Wherever a line in the data holds the word "process", pull that line out.

## [Listed entries]
··········
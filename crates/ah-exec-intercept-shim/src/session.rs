// Copyright 2025 Schelling Point Labs Inc
// SPDX-License-Identifier: AGPL-3.0-only

//! Per-process configuration, read from and written back to the environment.

use core::ffi::CStr;

use crate::diagnostics;
use crate::environment::{self, Assignment, Environment};
use crate::error::{InterceptError, Result};
use crate::storage::{Reservation, Storage};

/// Environment variable names for configuration
pub const ENV_WRAPPER: &str = "AH_EXEC_INTERCEPT_WRAPPER";
pub const ENV_DESTINATION: &str = "AH_EXEC_INTERCEPT_DESTINATION";
pub const ENV_VERBOSE: &str = "AH_EXEC_INTERCEPT_VERBOSE";
pub const ENV_LIBRARY: &str = "AH_EXEC_INTERCEPT_LIBRARY";

#[cfg(target_os = "macos")]
pub const ENV_PRELOAD: &str = "DYLD_INSERT_LIBRARIES";
#[cfg(not(target_os = "macos"))]
pub const ENV_PRELOAD: &str = "LD_PRELOAD";

pub const DEFAULT_DESTINATION: &CStr = c"/tmp/ah-exec-intercept";

const MAX_ASSIGNMENTS: usize = 5;

/// Where to redirect intercepted calls, and how loudly.
#[derive(Debug, Clone, Copy, PartialEq, Eq)]
pub struct Session<'a> {
    wrapper: &'a CStr,
    destination: &'a CStr,
    library: Option<&'a CStr>,
    verbose: bool,
}

impl<'a> Session<'a> {
    /// Reads the recognized variables from `environment`. The wrapper path is
    /// required; everything else has a default.
    pub fn from_environment(environment: Environment<'a>) -> Result<Self> {
        let wrapper = non_empty(environment.get(ENV_WRAPPER.as_bytes())).ok_or(
            InterceptError::MissingVariable { name: ENV_WRAPPER },
        )?;
        let destination = non_empty(environment.get(ENV_DESTINATION.as_bytes()))
            .unwrap_or(DEFAULT_DESTINATION);
        let library = non_empty(environment.get(ENV_LIBRARY.as_bytes()));

        Ok(Self {
            wrapper,
            destination,
            library,
            verbose: is_verbose(environment),
        })
    }

    pub fn wrapper(&self) -> &'a CStr {
        self.wrapper
    }

    pub fn destination(&self) -> &'a CStr {
        self.destination
    }

    pub fn library(&self) -> Option<&'a CStr> {
        self.library
    }

    pub fn verbose(&self) -> bool {
        self.verbose
    }

    /// Copies every string into `storage`, detaching the session from the
    /// environment list it was read from.
    pub fn persist<'s>(&self, storage: &'s Storage<'_>) -> Result<Session<'s>> {
        Ok(Session {
            wrapper: storage.store_cstr(self.wrapper)?,
            destination: storage.store_cstr(self.destination)?,
            library: match self.library {
                Some(library) => Some(storage.store_cstr(library)?),
                None => None,
            },
            verbose: self.verbose,
        })
    }

    /// Writes `tag` to stderr when verbose. Best effort.
    pub fn write_message(&self, tag: &str) {
        if self.verbose {
            diagnostics::emit(format_args!("{tag}"));
        }
    }

    /// `base` with this session's variables set, so the next process image
    /// reconstructs the same session.
    pub fn to_envp<'r>(
        &self,
        base: Environment<'r>,
        storage: &'r Storage<'_>,
    ) -> Result<Environment<'r>> {
        let assignments = self.assignments(base);
        environment::update_all(base, assignments.as_slice(), storage)
    }

    /// Room [`Session::to_envp`] needs for `base`.
    pub fn envp_reservation(&self, base: Environment<'_>) -> Reservation {
        let assignments = self.assignments(base);
        environment::update_reservation(base.len(), assignments.as_slice())
    }

    fn assignments<'v>(&'v self, base: Environment<'v>) -> Assignments<'v> {
        let mut assignments = Assignments::default();
        assignments.push(Assignment::new(ENV_WRAPPER, self.wrapper.to_bytes()));
        assignments.push(Assignment::new(ENV_DESTINATION, self.destination.to_bytes()));
        assignments.push(Assignment::new(
            ENV_VERBOSE,
            if self.verbose { b"1" } else { b"0" },
        ));
        if let Some(library) = self.library {
            let library = library.to_bytes();
            assignments.push(Assignment::new(ENV_LIBRARY, library));
            assignments.push(match non_empty(base.get(ENV_PRELOAD.as_bytes())) {
                Some(current) if lists_library(current.to_bytes(), library) => {
                    Assignment::new(ENV_PRELOAD, current.to_bytes())
                }
                Some(current) => {
                    Assignment::joined(ENV_PRELOAD, [library, b":", current.to_bytes()])
                }
                None => Assignment::new(ENV_PRELOAD, library),
            });
        }
        assignments
    }
}

/// Fixed-capacity list of the assignments `to_envp` applies.
struct Assignments<'v> {
    items: [Assignment<'v>; MAX_ASSIGNMENTS],
    len: usize,
}

impl Default for Assignments<'_> {
    fn default() -> Self {
        Self {
            items: [Assignment::new("", b""); MAX_ASSIGNMENTS],
            len: 0,
        }
    }
}

impl<'v> Assignments<'v> {
    fn push(&mut self, assignment: Assignment<'v>) {
        self.items[self.len] = assignment;
        self.len += 1;
    }

    fn as_slice(&self) -> &[Assignment<'v>] {
        &self.items[..self.len]
    }
}

fn non_empty(value: Option<&CStr>) -> Option<&CStr> {
    value.filter(|value| !value.is_empty())
}

fn lists_library(preload: &[u8], library: &[u8]) -> bool {
    preload
        .split(|byte| *byte == b':' || *byte == b' ')
        .any(|entry| entry == library)
}

/// Whether the verbose variable is set to a truthy value.
pub fn is_verbose(environment: Environment<'_>) -> bool {
    environment
        .get(ENV_VERBOSE.as_bytes())
        .is_some_and(|value| is_truthy(value.to_bytes()))
}

fn is_truthy(value: &[u8]) -> bool {
    [&b"1"[..], b"true", b"yes", b"on"]
        .iter()
        .any(|truthy| value.eq_ignore_ascii_case(truthy))
}
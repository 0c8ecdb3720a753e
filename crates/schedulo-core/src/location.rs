//! Where an event or course meets.
//!
//! Persisted locations carry no explicit tag. The variant is recognized by
//! which field is present: `bldgCode`, `link` or `address`.

use std::fmt;
use std::str::FromStr;

use crate::error::ValidationError;

#[derive(Debug, Clone, PartialEq, Eq, Hash)]
pub enum Location {
    /// A room in a campus building, e.g. `500OLS 129`.
    OnCampus { bldg_code: String, room_number: u16 },
    /// An online meeting.
    Virtual { link: String },
    /// A street address off campus.
    OffCampus { address: String },
}

impl Location {
    pub fn on_campus(bldg_code: impl Into<String>, room_number: u16) -> Result<Self, ValidationError> {
        let bldg_code = bldg_code.into();
        if bldg_code.is_empty() {
            return Err(ValidationError::EmptyField("building code"));
        }
        Ok(Location::OnCampus {
            bldg_code,
            room_number,
        })
    }

    pub fn virtual_link(link: impl Into<String>) -> Result<Self, ValidationError> {
        let link = link.into();
        if link.is_empty() {
            return Err(ValidationError::EmptyField("link"));
        }
        Ok(Location::Virtual { link })
    }

    /// An empty address is allowed; older files store one for "somewhere
    /// off campus".
    pub fn off_campus(address: impl Into<String>) -> Result<Self, ValidationError> {
        Ok(Location::OffCampus {
            address: address.into(),
        })
    }

    /// Full building name for on-campus locations with a known building.
    pub fn building_name(&self) -> Option<&'static str> {
        match self {
            Location::OnCampus { bldg_code, .. } => building_name(bldg_code),
            _ => None,
        }
    }
}

impl FromStr for Location {
    type Err = ValidationError;

    /// Parses the class-schedule form `"<building> <room>"` into an
    /// on-campus location.
    fn from_str(s: &str) -> Result<Self, Self::Err> {
        let invalid = || ValidationError::InvalidLocation(s.to_string());
        let mut parts = s.split(' ');
        let (Some(bldg), Some(room), None) = (parts.next(), parts.next(), parts.next()) else {
            return Err(invalid());
        };
        let room: u16 = room.parse().map_err(|_| invalid())?;
        Location::on_campus(bldg, room).map_err(|_| invalid())
    }
}

impl fmt::Display for Location {
    fn fmt(&self, f: &mut fmt::Formatter<'_>) -> fmt::Result {
        match self {
            Location::OnCampus {
                bldg_code,
                room_number,
            } => write!(f, "{} {}", bldg_code, room_number),
            Location::Virtual { link } => f.write_str(link),
            Location::OffCampus { address } => f.write_str(address),
        }
    }
}

/// Campus building codes as printed in the class schedule.
const BUILDINGS: &[(&str, &str)] = &[
    ("ANCH", "Evinrude Marine Operations Center (Anchorage)"),
    ("118RBT", "Robert's Hall"),
    ("119EVH", "Evans Hall"),
    ("255RNT", "Music House"),
    ("267RNT", "Music Program Studios"),
    ("402QAD", "Quadrangle Classrooms"),
    ("403QAD", "Quadrangle Classrooms"),
    ("405QAD", "Dan Dahle Building"),
    ("407QAD", "DMES Lab"),
    ("410GLE", "Gleason Performing Arts Center"),
    ("420CRF", "Crawford Building"),
    ("424LNK", "Link Building"),
    ("427FRU", "Frueauff Building"),
    ("428EVL", "Evans Library Pavilion"),
    ("439SHP", "Shephard Building"),
    ("460SKU", "Skurla Hall (Aeronautics Building)"),
    ("500OLS", "F.W. Olin Life Sciences Building"),
    ("501OEC", "F.W. Olin Engineering Complex"),
    ("502OPS", "F.W. Olin Physical Sciences Center"),
    ("504LSA", "L3Harris Center for Science and Engineering"),
    ("510CLE", "Clemente Center"),
    ("512UNP", "University Plaza at Florida Tech"),
    ("538LAB", "Aerospace Laboratories and Machine Shop"),
    ("540MIL", "Military Sciences/Facilities Operations/Shipping Building"),
    ("545AUT", "The Scott Center for Autism Treatment"),
    ("547WAV", "Surf Mechanics Lab"),
    ("610CTR", "All Faiths Center"),
    ("710FTC", "L3Harris Commons"),
    ("910CAI", "Center for Aeronautics & Innovation"),
    ("927BBO", "Nathan M. Bisk College of Business / Babcock Oaks"),
    ("994BLR", "Emil Buehler Center for Aviation Training"),
];

/// Looks up a building name by code. Codes are matched exactly.
pub fn building_name(code: &str) -> Option<&'static str> {
    BUILDINGS
        .iter()
        .find(|(c, _)| *c == code)
        .map(|(_, name)| *name)
}

/// Every known `(code, name)` pair.
pub fn buildings() -> impl Iterator<Item = (&'static str, &'static str)> {
    BUILDINGS.iter().copied()
}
··········
## [Result]
//! Per-process configuration, read from and written back to the environment.
    /// `base` with this session's variables set, so the next process image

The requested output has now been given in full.